Thai Red Curry Chicken


  • 2 Tbsp coconut oil (or other cooking oil)
  • 1 cup onion, finely diced (white or yellow onion)
  • ½ tsp salt
  • 4 large garlic cloves, minced (about 2 TBSP)
  • 1 tsp ground ginger (or 1 Tbsp fresh grated or minced ginger)
  • 1 tsp ground coriander
  • 3 Tbsp Thai red curry paste, or to taste
  • 1 can unsweetened coconut milk, full fat, (14-ounce can)
  • 1 Tbsp brown sugar or to taste
  • 1 ½ pounds boneless skinless chicken breast, cut into thin strips about 3” long ½” wide
  • 1 Tbsp fish sauce
  • 1 cup carrots
  • 1 cup red bell pepper, sliced
  • 1 lime, zest and juice
  • ¼ cup fresh cilantro, chopped and divided


  1. Heat oil in a large skilled over medium-high. Once hit, add onions and ½ tsp salt. Cook 3 minutes or until onions are softened, stirring often.
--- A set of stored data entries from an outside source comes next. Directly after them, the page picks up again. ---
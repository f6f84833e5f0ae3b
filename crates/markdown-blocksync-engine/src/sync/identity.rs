//! Stable block identifiers.
//!
//! Tree nodes carry no identity of their own, so ids are carried from one
//! generation to the next through a `PositionMap` (position → id). Each pass
//! walks the current top-level blocks in document order and, for each one:
//!
//! 1. keeps the id recorded at exactly its position, if still unclaimed;
//! 2. otherwise takes the nearest unclaimed id recorded within the proximity
//!    window (ties go to the lower previous position);
//! 3. otherwise mints a fresh provisional id.
//!
//! Before that walk a relocation pre-pass looks at content fingerprints: a
//! previous block whose content appears exactly once before and exactly once
//! now, at a different position, is reserved for its new position.
//! This covers splitting a paragraph at its end and deleting a block in the
//! middle, where pure position matching would hand the old id to the wrong
//! neighbour. Without fingerprints the pre-pass finds nothing.

use std::collections::hash_map::DefaultHasher;
use std::collections::{BTreeMap, HashMap, HashSet};
use std::fmt;
use std::hash::{Hash, Hasher};

use log::{debug, trace};
use serde::{Deserialize, Serialize};
use uuid::Uuid;

use super::confirm::{IdMapping, PendingConfirmations, Rekey};

/// Prefix marking locally minted ids.
pub const DEFAULT_PROVISIONAL_PREFIX: &str = "temp-";

/// Opaque block identifier, either provisional (minted here) or confirmed
/// (issued by the host).
#[derive(Clone, Debug, PartialEq, Eq, Hash, PartialOrd, Ord, Serialize, Deserialize)]
#[serde(transparent)]
pub struct BlockId(String);

impl BlockId {
    pub fn new(id: impl Into<String>) -> Self {
        Self(id.into())
    }

    /// Mint a provisional id; v4 UUIDs make collisions negligible.
    pub fn mint(prefix: &str) -> Self {
        Self(format!("{prefix}{}", Uuid::new_v4()))
    }

    pub fn as_str(&self) -> &str {
        &self.0
    }

    pub fn is_provisional(&self, prefix: &str) -> bool {
        self.0.starts_with(prefix)
    }
}

impl fmt::Display for BlockId {
    fn fmt(&self, f: &mut fmt::Formatter<'_>) -> fmt::Result {
        f.write_str(&self.0)
    }
}

impl From<&str> for BlockId {
    fn from(id: &str) -> Self {
        Self::new(id)
    }
}

impl From<String> for BlockId {
    fn from(id: String) -> Self {
        Self(id)
    }
}

/// Hash of a block's externally visible content.
#[derive(Copy, Clone, Debug, PartialEq, Eq, Hash)]
pub struct Fingerprint(u64);

impl Fingerprint {
    pub fn of(block_type: &str, plain_text: &str, markdown_fragment: &str) -> Self {
        let mut hasher = DefaultHasher::new();
        block_type.hash(&mut hasher);
        plain_text.hash(&mut hasher);
        markdown_fragment.hash(&mut hasher);
        Fingerprint(hasher.finish())
    }
}

/// What a position map remembers about the block at one position.
#[derive(Clone, Debug, PartialEq, Eq)]
pub struct TrackedBlock {
    pub id: BlockId,
    pub fingerprint: Option<Fingerprint>,
}

/// Position → id map produced by one assignment pass.
#[derive(Clone, Debug, Default, PartialEq, Eq)]
pub struct PositionMap {
    entries: BTreeMap<usize, TrackedBlock>,
}

impl PositionMap {
    pub fn new() -> Self {
        Self::default()
    }

    pub fn insert(&mut self, position: usize, id: BlockId, fingerprint: Option<Fingerprint>) {
        self.entries
            .insert(position, TrackedBlock { id, fingerprint });
    }

    pub fn get(&self, position: usize) -> Option<&TrackedBlock> {
        self.entries.get(&position)
    }

    pub fn id_at(&self, position: usize) -> Option<&BlockId> {
        self.get(position).map(|tracked| &tracked.id)
    }

    pub fn position_of(&self, id: &BlockId) -> Option<usize> {
        self.entries
            .iter()
            .find(|(_, tracked)| &tracked.id == id)
            .map(|(position, _)| *position)
    }

    pub fn contains_id(&self, id: &BlockId) -> bool {
        self.position_of(id).is_some()
    }

    /// Entries in position order.
    pub fn iter(&self) -> impl Iterator<Item = (usize, &TrackedBlock)> {
        self.entries.iter().map(|(position, tracked)| (*position, tracked))
    }

    pub fn len(&self) -> usize {
        self.entries.len()
    }

    pub fn is_empty(&self) -> bool {
        self.entries.is_empty()
    }

    pub fn clear(&mut self) {
        self.entries.clear();
    }

    fn window(&self, center: usize, radius: usize) -> impl Iterator<Item = (usize, &TrackedBlock)> {
        let low = center.saturating_sub(radius);
        let high = center.saturating_add(radius);
        self.entries
            .range(low..=high)
            .map(|(position, tracked)| (*position, tracked))
    }
}

impl Rekey for PositionMap {
    fn rekey(&mut self, mapping: &IdMapping) {
        for tracked in self.entries.values_mut() {
            if let Some(new_id) = mapping.get(&tracked.id) {
                tracked.id = new_id.clone();
            }
        }
    }
}

/// One block awaiting an id.
#[derive(Copy, Clone, Debug, PartialEq, Eq)]
pub struct BlockSlot {
    pub position: usize,
    pub fingerprint: Option<Fingerprint>,
}

/// Result of one assignment pass.
#[derive(Clone, Debug, Default, PartialEq)]
pub struct Assignment {
    /// Ids in the same order as the slots passed in.
    pub ids: Vec<BlockId>,
    pub position_map: PositionMap,
    /// Confirmations consumed during the pass (provisional → confirmed).
    pub applied_confirmations: IdMapping,
    pub minted: usize,
}

/// Assigns ids to the current generation of blocks.
#[derive(Clone, Debug)]
pub struct IdentityTracker {
    proximity_window: usize,
    provisional_prefix: String,
}

impl IdentityTracker {
    pub fn new(proximity_window: usize, provisional_prefix: impl Into<String>) -> Self {
        Self {
            proximity_window,
            provisional_prefix: provisional_prefix.into(),
        }
    }

    pub fn provisional_prefix(&self) -> &str {
        &self.provisional_prefix
    }

    /// Assign ids to `slots` (document order) given the previous generation.
    ///
    /// Pending confirmations for inherited ids are substituted and consumed.
    pub fn assign_ids(
        &self,
        slots: &[BlockSlot],
        previous: &PositionMap,
        confirmations: &mut PendingConfirmations,
    ) -> Assignment {
        let relocations = self.find_relocations(slots, previous);
        let reserved: HashSet<usize> = relocations.values().copied().collect();

        let mut claimed: HashSet<BlockId> = HashSet::new();
        let mut assignment = Assignment::default();

        for (index, slot) in slots.iter().enumerate() {
            let inherited = match relocations.get(&index) {
                Some(&old_position) => previous
                    .get(old_position)
                    .filter(|tracked| !claimed.contains(&tracked.id))
                    .map(|tracked| tracked.id.clone()),
                None => self
                    .position_hit(slot, previous, &claimed, &reserved)
                    .or_else(|| self.nearest_unclaimed(slot, previous, &claimed, &reserved)),
            };

            let id = match inherited {
                Some(id) => {
                    claimed.insert(id.clone());
                    match confirmations.take(&id) {
                        Some(confirmed) => {
                            debug!("Applying confirmation {id} -> {confirmed}");
                            assignment
                                .applied_confirmations
                                .insert(id, confirmed.clone());
                            confirmed
                        }
                        None => id,
                    }
                }
                None => {
                    let id = BlockId::mint(&self.provisional_prefix);
                    trace!("Minted {id} for block at {}", slot.position);
                    assignment.minted += 1;
                    id
                }
            };

            claimed.insert(id.clone());
            assignment
                .position_map
                .insert(slot.position, id.clone(), slot.fingerprint);
            assignment.ids.push(id);
        }

        assignment
    }

    fn position_hit(
        &self,
        slot: &BlockSlot,
        previous: &PositionMap,
        claimed: &HashSet<BlockId>,
        reserved: &HashSet<usize>,
    ) -> Option<BlockId> {
        if reserved.contains(&slot.position) {
            return None;
        }
        previous
            .get(slot.position)
            .filter(|tracked| !claimed.contains(&tracked.id))
            .map(|tracked| tracked.id.clone())
    }

    fn nearest_unclaimed(
        &self,
        slot: &BlockSlot,
        previous: &PositionMap,
        claimed: &HashSet<BlockId>,
        reserved: &HashSet<usize>,
    ) -> Option<BlockId> {
        let found = previous
            .window(slot.position, self.proximity_window)
            .filter(|(position, tracked)| {
                !reserved.contains(position) && !claimed.contains(&tracked.id)
            })
            .min_by_key(|(position, _)| position.abs_diff(slot.position))
            .map(|(position, tracked)| (position, tracked.id.clone()));

        if let Some((position, id)) = &found {
            trace!(
                "Block at {} recovered {id} from {position} by proximity",
                slot.position
            );
        }
        found.map(|(_, id)| id)
    }

    /// Slot index → previous position whose id moved with its content.
    ///
    /// Only content that is unique on both sides can be followed; repeated
    /// fingerprints (empty paragraphs, copied lines) say nothing about which
    /// block went where.
    fn find_relocations(&self, slots: &[BlockSlot], previous: &PositionMap) -> HashMap<usize, usize> {
        let mut before: HashMap<Fingerprint, (usize, usize)> = HashMap::new();
        for (position, tracked) in previous.iter() {
            if let Some(fingerprint) = tracked.fingerprint {
                before.entry(fingerprint).or_insert((0, position)).0 += 1;
            }
        }
        let mut after: HashMap<Fingerprint, usize> = HashMap::new();
        for fingerprint in slots.iter().filter_map(|slot| slot.fingerprint) {
            *after.entry(fingerprint).or_default() += 1;
        }

        let mut relocations = HashMap::new();
        for (index, slot) in slots.iter().enumerate() {
            let Some(fingerprint) = slot.fingerprint else {
                continue;
            };
            if after.get(&fingerprint) != Some(&1) {
                continue;
            }
            let Some(&(1, old_position)) = before.get(&fingerprint) else {
                continue;
            };
            if old_position == slot.position
                || old_position.abs_diff(slot.position) > self.proximity_window
            {
                continue;
            }

            debug!(
                "Block content moved from {old_position} to {}",
                slot.position
            );
            relocations.insert(index, old_position);
        }

        relocations
    }
}

impl Default for IdentityTracker {
    fn default() -> Self {
        Self::new(500, DEFAULT_PROVISIONAL_PREFIX)
    }
}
  2. Add the red curry paste, garlic, ginger, and coriander. Cook about 1 minutes, or until fragrant, stirring often.
  3. Add coconut milk brown sugar, fish sauce, and chicken. Stir, bring to a simmer, then reduce heat to medium. Simmer uncovered for 7 minutes, occasionally stirring.
  4. Add carrots and bell peppers, and simmer 5-7 minutes, until sauce slightly thickens and chicken is cooked through.
  5. Remove from heat, and stir in the lime zest, half of the lime juice, and half of the cilantro
  6. At this point, do a taste test and add in more lime juice if needed and more: salt, sugar, or curry paste to taste,
  7. Top with the remaining cilantro, and serve.